What the Official Exam Skills Outline Actually Tells You

Before committing to any study resource or preparing a study schedule, every AZ-104 candidate should download and read the official skills measured document published by Microsoft. This document is the authoritative source of truth about what the exam tests and how heavily each domain is weighted. It is updated periodically to reflect changes in Azure services and administrative practices, which means a version from even one year ago may not accurately reflect what you will encounter on your exam date in 2025.

The current AZ-104 exam covers five primary domains: managing Azure identities and governance, implementing and managing storage, deploying and managing Azure compute resources, implementing and managing virtual networking, and monitoring and maintaining Azure resources. Each domain carries a percentage weight that tells you how many questions from that area will appear on your exam. Treating these weights as a guide for time allocation is one of the most practical preparation decisions you can make, ensuring that your deepest study effort goes into the areas with the greatest impact on your final score.

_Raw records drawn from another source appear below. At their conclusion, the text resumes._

//! Contact form wiring.
//!
//! Client-side validation runs before anything leaves the page: an empty
//! field produces an inline message and no network call. A valid draft is
//! POSTed to the mail relay; failure keeps the visitor's text for retry,
//! success clears the form.
//!
//! Markup contract: a `#contact-form` form with `#contact-name`,
//! `#contact-email`, `#contact-message` fields and a `#contact-status`
//! line.

use crate::dom::{self, EventHandle};
use folio_core::{ContactDraft, RelayReply, SubmitStatus};
use std::cell::Cell;
use std::rc::Rc;
use wasm_bindgen::{JsCast, JsValue};
use wasm_bindgen_futures::{spawn_local, JsFuture};
use web_sys as web;

const RELAY_URL: &str = "/api/contact";

pub struct ContactForm {
    _listeners: Vec<EventHandle>,
}

struct Fields {
    name: web::HtmlInputElement,
    email: web::HtmlInputElement,
    message: web::HtmlTextAreaElement,
    status: web::Element,
}

impl Fields {
    fn find(document: &web::Document) -> Option<Self> {
        Some(Self {
            name: document.get_element_by_id("contact-name")?.dyn_into().ok()?,
            email: document
                .get_element_by_id("contact-email")?
                .dyn_into()
                .ok()?,
            message: document
                .get_element_by_id("contact-message")?
                .dyn_into()
                .ok()?,
            status: document.get_element_by_id("contact-status")?,
        })
    }

    fn draft(&self) -> ContactDraft {
        ContactDraft::new(&self.name.value(), &self.email.value(), &self.message.value())
    }

    fn clear(&self) {
        self.name.set_value("");
        self.email.set_value("");
        self.message.set_value("");
    }

    fn show(&self, status: &SubmitStatus) {
        self.status.set_text_content(Some(status.inline_text()));
        let _ = self.status.set_attribute(
            "data-state",
            match status {
                SubmitStatus::Idle => "idle",
                SubmitStatus::Sending => "sending",
                SubmitStatus::Sent => "sent",
                SubmitStatus::Failed(_) => "failed",
            },
        );
    }
}

pub fn mount() -> Option<ContactForm> {
    let document = dom::document()?;
    let form = document.get_element_by_id("contact-form")?;
    Fields::find(&document)?;

    let in_flight = Rc::new(Cell::new(false));
    let mut listeners = Vec::new();
    {
        let document = document.clone();
        let in_flight = in_flight.clone();
        let tgt: web::EventTarget = form.into();
        listeners.push(EventHandle::listen(&tgt, "submit", move |ev| {
            ev.prevent_default();
            if in_flight.get() {
                return;
            }
            let Some(fields) = Fields::find(&document) else {
                return;
            };
            let draft = fields.draft();

            // Validation failure never reaches the network.
            if let Err(err) = draft.validate() {
                fields.show(&SubmitStatus::Failed(err.to_string()));
                return;
            }

            fields.show(&SubmitStatus::Sending);
            in_flight.set(true);
            let in_flight = in_flight.clone();
            spawn_local(async move {
                let status = submit(&draft).await;
                if status == SubmitStatus::Sent {
                    fields.clear();
                }
                // On failure the draft stays in the fields for retry.
                fields.show(&status);
                in_flight.set(false);
            });
        }));
    }

    Some(ContactForm {
        _listeners: listeners,
    })
}

async fn submit(draft: &ContactDraft) -> SubmitStatus {
    let Some(win) = dom::window() else {
        return SubmitStatus::Failed("Something went wrong. Try again.".to_string());
    };
    let body = match serde_json::to_string(draft) {
        Ok(body) => body,
        Err(e) => return SubmitStatus::Failed(e.to_string()),
    };

    let init = web::RequestInit::new();
    init.set_method("POST");
    init.set_body(&JsValue::from_str(&body));
    let request = match web::Request::new_with_str_and_init(RELAY_URL, &init) {
        Ok(req) => req,
        Err(_) => return SubmitStatus::Failed("Something went wrong. Try again.".to_string()),
    };
    let _ = request.headers().set("Content-Type", "application/json");

    let response = match JsFuture::from(win.fetch_with_request(&request)).await {
        Ok(value) => match value.dyn_into::<web::Response>() {
            Ok(resp) => resp,
            Err(_) => {
                return SubmitStatus::Failed("Something went wrong. Try again.".to_string())
            }
        },
        Err(_) => return SubmitStatus::Failed("Network error. Please try again.".to_string()),
    };

    let http_ok = response.ok();
    let text = match response.text() {
        Ok(promise) => JsFuture::from(promise)
            .await
            .ok()
            .and_then(|v| v.as_string())
            .unwrap_or_default(),
        Err(_) => String::new(),
    };
    let reply: RelayReply = serde_json::from_str(&text).unwrap_or(RelayReply {
        ok: false,
        error: None,
    });
    reply.into_status(http_ok)
}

The Identity and Governance Domain in Depth

Azure identity and governance is the domain that underpins every other aspect of Azure administration, and it carries significant weight on the AZ-104 exam. At its core, this domain is about who can do what in your Azure environment and how those permissions are organized, assigned, and audited. Microsoft Entra ID, formerly known as Azure Active Directory, is the identity foundation of Azure, and candidates must understand it thoroughly — including user and group management, external identity configurations, and the relationship between Entra ID tenants and Azure subscriptions.

Role-based access control is the mechanism through which permissions are granted in Azure, and the exam tests it in considerable detail. You need to understand built-in roles, how to create custom roles, how role assignments work at different scopes including management group, subscription, resource group, and individual resource levels, and how to audit who has access to what. Azure Policy and management groups are equally important in this domain — they represent the governance layer that allows organizations to enforce standards and compliance requirements across large Azure environments at scale.

Storage Management Skills the Exam Expects You to Have

Azure storage is a broad topic that covers several distinct service types and a range of configuration and management tasks. The AZ-104 tests knowledge of Azure Blob Storage, Azure Files, Azure Queue Storage, and Azure Table Storage, each of which serves different use cases and comes with its own set of configuration options. Beyond understanding what each service does, candidates must be comfortable with the practical tasks of creating and configuring storage accounts, managing access using shared access signatures and stored access policies, and configuring redundancy options to meet availability requirements.

Data lifecycle management is a more advanced storage topic that the exam also covers. Azure Blob Storage lifecycle management policies allow administrators to automatically transition blobs between access tiers — hot, cool, cold, and archive — based on defined rules, reducing storage costs for data that is accessed infrequently. Configuring Azure File Sync, which extends on-premises file servers into Azure, is another practical skill tested in this domain. Candidates who have hands-on experience creating storage accounts and working with these services in the Azure portal will find the storage questions considerably more approachable than those working from documentation alone.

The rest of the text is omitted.